HTTP caching

The performance of web sites and applications can be significantly improved by reusing previously fetched resources. Web caches reduce latency and network traffic and thus lessen the time needed to display resource representations. HTTP caching makes Web sites more responsive.

Types of caches

Caching is a technique that stores a copy of a given resource and serves it back when requested. When a web cache has a requested resource in its store, it intercepts the request and returns a copy of the stored resource instead of redownloading the resource from the originating server. This achieves several goals: it eases the load of the server because it doesn't need to serve all clients itself, and it improves performance by being closer to the client. In other words, it takes less time to transmit the resource back. For a web site, web caching is a major component in achieving high performance. However, the cache functionality must be configured properly, as not all resources stay identical forever: it's important to cache a resource only until it changes, not longer.

There are several types of caches. These can be grouped into two main categories: shared and private caches. A shared cache is a cache that stores responses for reuse by more than one user. A private cache is dedicated to a single user. This page will mostly talk about browser and proxy caches, but there are also gateway caches, CDN, reverse proxy caches and load balancers that are deployed on web servers for better reliability, performance and scaling of web sites and web applications.

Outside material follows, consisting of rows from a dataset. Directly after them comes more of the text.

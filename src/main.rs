// ABOUTME: Entry point for the razonable binary.
// ABOUTME: Parses CLI arguments, initializes tracing, opens the store, and runs one command.

use std::io::Write;
use std::path::PathBuf;

use anyhow::{Context, bail};
use clap::{Parser, Subcommand};
use razonable_store::{CancellationToken, Cursor, Direction, Index, Location, Store, StoreConfig};
use serde_json::Value;

#[derive(Debug, Parser)]
#[command(name = "razonable", version, about = "Timestamped key-value records with resumable cursors")]
struct Cli {
    /// Database file (defaults to RAZONABLE_HOME/RAZONABLE_DB)
    #[arg(long, global = true)]
    db: Option<PathBuf>,

    #[command(subcommand)]
    command: Command,
}

#[derive(Debug, Subcommand)]
enum Command {
    /// Print the number of records
    Count,
    /// Print the records stored under the given keys (null when absent)
    Get { keys: Vec<String> },
    /// Store a JSON value under a key
    Set { key: String, value: String },
    /// Delete keys; missing keys are ignored
    Rm { keys: Vec<String> },
    /// List every key in ascending order
    Keys,
    /// Page through records, printing one JSON record per line
    Scan {
        /// Ordering to walk: key, created, or updated
        #[arg(long, default_value = "key")]
        index: String,
        /// Walk the ordering from the end
        #[arg(long)]
        reverse: bool,
        /// Records per page (defaults to RAZONABLE_PAGE_SIZE)
        #[arg(long)]
        page_size: Option<usize>,
        /// Resume token printed by a previous scan
        #[arg(long)]
        resume: Option<String>,
        /// Stop after this many pages
        #[arg(long)]
        pages: Option<usize>,
    },
    /// Delete every record
    Clear,
    /// Delete the database file
    Destroy,
}

#[tokio::main]
async fn main() -> anyhow::Result<()> {
    let _ = dotenvy::dotenv();

    tracing_subscriber::fmt()
        .with_writer(std::io::stderr)
        .with_env_filter(
            tracing_subscriber::EnvFilter::try_from_default_env()
                .unwrap_or_else(|_| "razonable=info,razonable_store=info".into()),
        )
        .init();

    let cli = Cli::parse();

    let mut config = StoreConfig::from_env()?;
    if let Some(db) = cli.db {
        config.location = Location::File(db);
    }
    let page_size = config.page_size;
    let store = Store::open_with(config).context("failed to open store")?;

    let stdout = std::io::stdout();
    let mut out = stdout.lock();

    match cli.command {
        Command::Count => {
            writeln!(out, "{}", store.count().await?)?;
        }

        Command::Get { keys } => {
            let found = store.multi_get::<Value, _>(&keys).await?;
            writeln!(out, "{}", serde_json::to_string_pretty(&found)?)?;
        }

        Command::Set { key, value } => {
            let value: Value = serde_json::from_str(&value)
                .with_context(|| format!("value for {key} is not valid JSON"))?;
            let record = store.set(&key, value).await?;
            writeln!(out, "{}", serde_json::to_string(&record)?)?;
        }

        Command::Rm { keys } => {
            let removed = store.multi_remove(&keys).await?;
            tracing::info!("removed {} of {} keys", removed, keys.len());
        }

        Command::Keys => {
            for key in store.keys().await? {
                writeln!(out, "{}", key)?;
            }
        }

        Command::Scan {
            index,
            reverse,
            page_size: requested,
            resume,
            pages,
        } => {
            let index = match index.parse::<Index>()? {
                Index::Key => None,
                secondary => Some(secondary),
            };
            let direction = if reverse { Direction::Reverse } else { Direction::Forward };
            let page_size = requested.unwrap_or(page_size);
            if page_size == 0 {
                bail!("--page-size must be a positive integer");
            }

            let mut cursor: Cursor<Value> = match resume {
                Some(token) => {
                    let cursor = store.restore_cursor(&token, index)?;
                    if reverse && cursor.direction() != Direction::Reverse {
                        tracing::warn!("--reverse ignored; the resume token fixes the direction");
                    }
                    cursor
                }
                None => match index {
                    Some(index) => store.cursor_with_index(index, direction),
                    None if reverse => store.cursor_with_index(Index::Key, direction),
                    None => store.cursor(),
                },
            };

            // Ctrl-C stops at the next page boundary so the resume token stays valid
            let cancel = CancellationToken::new();
            let on_interrupt = cancel.clone();
            tokio::spawn(async move {
                if tokio::signal::ctrl_c().await.is_ok() {
                    on_interrupt.cancel();
                }
            });

            let mut fetched = 0;
            while cursor.has_more() && pages.is_none_or(|limit| fetched < limit) {
                if cancel.is_cancelled() {
                    tracing::info!("scan interrupted after {} pages", fetched);
                    break;
                }
                for record in cursor.next_page(page_size).await? {
                    writeln!(out, "{}", serde_json::to_string(&record)?)?;
                }
                fetched += 1;
            }

            if cursor.has_more() {
                eprintln!("resume: {}", cursor.save());
            }
        }

        Command::Clear => {
            let removed = store.clear().await?;
            tracing::info!("cleared {} records", removed);
        }

        Command::Destroy => {
            store.destroy().await?;
        }
    }

    Ok(())
}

What a cache provide, advantages/disadvantages of shared/private caches.

Private browser caches

A private cache is dedicated to a single user. You may have seen "caching" in your browser's settings already. A browser cache holds all documents the user downloads via HTTP. This cache is used to make visited documents available for back/forward navigation, saving, viewing-as-source, etc. without requiring an additional trip to the server. It also improves offline browsing of cached content.

Shared proxy caches

A shared cache is a cache that stores responses to be reused by more than one user. For example, an Internet Service Provider (ISP) or your company might have set up a web proxy as part of its local network infrastructure to serve many users so that popular resources are reused a number of times, reducing network traffic and latency.

Targets of caching operations

HTTP caching is optional but usually desirable. HTTP caches are typically limited to caching responses to the request method GET; they may decline other methods. The primary cache key consists of the request method and target URI (often, only the URI is used because only GET requests are caching targets).

Common forms of caching entries are:

  • Successful results of a retrieval request: a 200 (OK) response to a GET request containing a resource like HTML documents, images or files.
  • Permanent redirects: a 301 (Moved Permanently) response.
  • Error responses: a 404 (Not Found) result page.
  • Incomplete results: a 206 (Partial Content) response.
  • Responses other than GET if something suitable for use as a cache key is defined.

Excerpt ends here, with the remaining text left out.